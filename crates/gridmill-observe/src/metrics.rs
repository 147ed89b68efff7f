use std::sync::atomic::{AtomicU64, Ordering};

#[derive(Debug, Default)]
pub struct Counter(AtomicU64);

impl Counter {
    pub fn inc(&self) {
        self.inc_by(1);
    }

    pub fn inc_by(&self, value: u64) {
        self.0.fetch_add(value, Ordering::Relaxed);
    }

    pub fn get(&self) -> u64 {
        self.0.load(Ordering::Relaxed)
    }
}

#[derive(Debug, Default)]
pub struct Gauge(AtomicU64);

impl Gauge {
    pub fn set(&self, value: u64) {
        self.0.store(value, Ordering::Relaxed);
    }

    pub fn get(&self) -> u64 {
        self.0.load(Ordering::Relaxed)
    }

    /// Records `value` if it exceeds the current reading.
    pub fn max(&self, value: u64) {
        let mut prev = self.0.load(Ordering::Relaxed);
        while value > prev {
            match self
                .0
                .compare_exchange_weak(prev, value, Ordering::Relaxed, Ordering::Relaxed)
            {
                Ok(_) => break,
                Err(next) => prev = next,
            }
        }
    }
}
use std::collections::HashMap;
use std::sync::Arc;
use std::time::Duration;

use anyhow::Result;
use tokio::sync::mpsc::UnboundedReceiver;
use tokio::time::timeout;

use gridmill_cluster::{ChunkLoad, ClientEvent, ClientHandle, MemoryRegistry, ServerPort};
use gridmill_core::types::{
    CalcFn, Chunk, ChunkFuncs, ClientId, ClusterName, JobRef, OutputItem, ServerName,
};
use gridmill_server::server::{serve, ServerConfig};

async fn recv_event(rx: &mut UnboundedReceiver<ClientEvent<i64>>) -> Result<ClientEvent<i64>> {
    timeout(Duration::from_secs(5), rx.recv())
        .await?
        .ok_or_else(|| anyhow::anyhow!("client mailbox closed"))
}

#[tokio::test(flavor = "multi_thread", worker_threads = 2)]
async fn batch_of_ten_chunks_is_doubled() -> Result<()> {
    let registry = MemoryRegistry::<i64>::new();
    let mut config = ServerConfig::new(
        ClusterName("test".to_string()),
        ServerName("server-1".to_string()),
    );
    config.max_workers = Some(2);
    let (server, _join) = serve(config, &registry)?;

    let (client, mut rx) = ClientHandle::new(ClientId("client-1".to_string()));
    let calc: CalcFn<i64> = Arc::new(|v| Ok(v * 2));

    let mut inputs: HashMap<u64, Vec<i64>> = HashMap::new();
    let mut chunks = Vec::new();
    for seq in 0..10u64 {
        let data: Vec<i64> = vec![seq as i64, seq as i64 + 10, seq as i64 + 100];
        inputs.insert(seq, data.clone());
        chunks.push(Chunk::new(
            client.id().clone(),
            JobRef("job-a".to_string()),
            seq,
            ChunkFuncs::new(calc.clone()),
            data,
        ));
    }
    server.process_chunks(ChunkLoad::new(client.clone(), chunks));

    let mut seen = Vec::new();
    while seen.len() < 10 {
        match recv_event(&mut rx).await? {
            ClientEvent::CalcDone { server: from, chunk } => {
                assert_eq!(from, ServerName("server-1".to_string()));
                assert_eq!(chunk.job, JobRef("job-a".to_string()));
                let input = inputs
                    .get(&chunk.seq)
                    .ok_or_else(|| anyhow::anyhow!("unexpected seq {}", chunk.seq))?;
                assert_eq!(chunk.data.len(), input.len());
                let expected: Vec<OutputItem<i64>> =
                    input.iter().map(|v| OutputItem::Value(v * 2)).collect();
                assert_eq!(chunk.data, expected);
                seen.push(chunk.seq);
            }
            // Pull-side refill requests are expected when the batch drains.
            ClientEvent::SendChunks { .. } => {}
            other => anyhow::bail!("unexpected event: {other:?}"),
        }
    }

    seen.sort_unstable();
    let want: Vec<u64> = (0..10).collect();
    assert_eq!(seen, want, "every chunk must complete exactly once");

    let (workers, max_workers) = server.worker_number().await?;
    assert_eq!(workers, 0);
    assert_eq!(max_workers, 2);
    Ok(())
}
/// Address of a running server coordinator. Cloneable; all client-protocol
/// methods are fire-and-forget, config methods await a reply.
#[derive(Debug)]
pub struct ServerHandle<T> {
    name: ServerName,
    tx: mpsc::UnboundedSender<Event<T>>,
    metrics: Arc<ServerMetrics>,
}

impl<T> Clone for ServerHandle<T> {
    fn clone(&self) -> Self {
        Self {
            name: self.name.clone(),
            tx: self.tx.clone(),
            metrics: self.metrics.clone(),
        }
    }
}

impl<T> ServerHandle<T>
where
    T: Send + Sync + 'static,
{
    pub fn name(&self) -> &ServerName {
        &self.name
    }

    pub fn metrics(&self) -> Arc<ServerMetrics> {
        self.metrics.clone()
    }

    pub async fn change_worker_number(&self, n: i64) -> Result<(), ConfigError> {
        let (reply, rx) = oneshot::channel();
        self.control(Control::ChangeWorkerNumber { n, reply })?;
        rx.await.map_err(|_| ConfigError::Terminated)?
    }

    /// Returns `(workers, max_workers)`.
    pub async fn worker_number(&self) -> Result<(usize, usize), ConfigError> {
        let (reply, rx) = oneshot::channel();
        self.control(Control::GetWorkerNumber { reply })?;
        rx.await.map_err(|_| ConfigError::Terminated)
    }

    pub async fn set_num_chunks(&self, n: i64) -> Result<usize, ConfigError> {
        let (reply, rx) = oneshot::channel();
        self.control(Control::SetNumChunks { n, reply })?;
        rx.await.map_err(|_| ConfigError::Terminated)?
    }

    pub async fn num_chunks(&self) -> Result<usize, ConfigError> {
        let (reply, rx) = oneshot::channel();
        self.control(Control::GetNumChunks { reply })?;
        rx.await.map_err(|_| ConfigError::Terminated)
    }

    /// Stops the event loop after the current handler. In-flight workers are
    /// not joined; their termination events go nowhere.
    pub fn shutdown(&self) {
        let _ = self.tx.send(Event::Control(Control::Shutdown));
    }

    fn control(&self, ctl: Control) -> Result<(), ConfigError> {
        self.tx
            .send(Event::Control(ctl))
            .map_err(|_| ConfigError::Terminated)
    }
}

impl<T> ServerPort<T> for ServerHandle<T>
where
    T: Send + Sync + 'static,
{
    fn server_name(&self) -> &ServerName {
        &self.name
    }

    fn client_data(&self, client: ClientHandle<T>) {
        let _ = self.tx.send(Event::ClientData(client));
    }

    fn process_chunks(&self, load: ChunkLoad<T>) {
        let _ = self.tx.send(Event::ProcessChunks(load));
    }

    fn job_cleanup(&self, client: ClientId, job: JobRef, post: Option<HookFn>) {
        let _ = self.tx.send(Event::JobCleanup { client, job, post });
    }
}

/// Starts a server coordinator: registers it in the cluster, broadcasts
/// `server_up` to every client enumerated there, and spawns the event loop.
///
/// The registry is only consulted here; the coordinator holds no reference to
/// it afterwards. Must be called from within a tokio runtime. Registration
/// failure is fatal; an empty client enumeration is not.
pub fn serve<T>(
    config: ServerConfig,
    registry: &dyn ClusterRegistry<T>,
) -> Result<(ServerHandle<T>, JoinHandle<()>), StartError>
where
    T: Send + Sync + 'static,
{
    let max_workers = match config.max_workers {
        Some(n) => n,
        None => std::thread::available_parallelism()
            .map_err(StartError::CpuCount)?
            .get(),
    };

    let (tx, rx) = mpsc::unbounded_channel();
    let metrics = Arc::new(ServerMetrics::default());
    let handle = ServerHandle {
        name: config.name.clone(),
        tx: tx.clone(),
        metrics: metrics.clone(),
    };

    let port: Arc<dyn ServerPort<T>> = Arc::new(handle.clone());
    registry.register_server(&config.cluster, port.clone())?;

    let clients = registry.clients(&config.cluster);
    info!(
        target: "gridmill_proof",
        event = "server_registered",
        server = %config.name,
        cluster = %config.cluster,
        clients = clients.len(),
        max_workers,
        num_chunks = config.num_chunks,
        "server registered in cluster"
    );
    for client in &clients {
        client.server_up(port.clone());
    }

    let coordinator = Coordinator {
        name: config.name,
        state: SchedState::Waiting,
        backlog: Backlog::new(),
        in_flight: HashMap::new(),
        processed: HashSet::new(),
        workers: 0,
        max_workers,
        num_chunks: config.num_chunks,
        next_worker_id: 0,
        self_port: port,
        event_tx: tx,
        metrics,
    };
    let join = tokio::spawn(coordinator.run(rx));
    Ok((handle, join))
}

struct InFlight<T> {
    attempt: u32,
    client: ClientHandle<T>,
    chunk: Chunk<T>,
}

struct Coordinator<T> {
    name: ServerName,
    state: SchedState,
    backlog: Backlog<T>,
    in_flight: HashMap<WorkerId, InFlight<T>>,
    processed: HashSet<JobKey>,
    workers: usize,
    max_workers: usize,
    num_chunks: usize,
    next_worker_id: u64,
    self_port: Arc<dyn ServerPort<T>>,
    event_tx: mpsc::UnboundedSender<Event<T>>,
    metrics: Arc<ServerMetrics>,
}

- - - -

* Task statement *
Give back, verbatim, the lines from the top of the entries above through the line containing "use tokio::time::timeout;".

* Result for this task *
filename crates/gridmill-observe/src/metrics.rs
repository 147ed89b68efff7f
use std::sync::atomic::{AtomicU64, Ordering};

#[derive(Debug, Default)]
pub struct Counter(AtomicU64);

impl Counter {
    pub fn inc(&self) {
        self.inc_by(1);
    }

    pub fn inc_by(&self, value: u64) {
        self.0.fetch_add(value, Ordering::Relaxed);
    }

    pub fn get(&self) -> u64 {
        self.0.load(Ordering::Relaxed)
    }
}

#[derive(Debug, Default)]
pub struct Gauge(AtomicU64);

impl Gauge {
    pub fn set(&self, value: u64) {
        self.0.store(value, Ordering::Relaxed);
    }

    pub fn get(&self) -> u64 {
        self.0.load(Ordering::Relaxed)
    }

    /// Records `value` if it exceeds the current reading.
    pub fn max(&self, value: u64) {
        let mut prev = self.0.load(Ordering::Relaxed);
        while value > prev {
            match self
                .0
                .compare_exchange_weak(prev, value, Ordering::Relaxed, Ordering::Relaxed)
            {
                Ok(_) => break,
                Err(next) => prev = next,
            }
        }
    }
}
use std::collections::HashMap;
use std::sync::Arc;
use std::time::Duration;

use anyhow::Result;
use tokio::sync::mpsc::UnboundedReceiver;
use tokio::time::timeout;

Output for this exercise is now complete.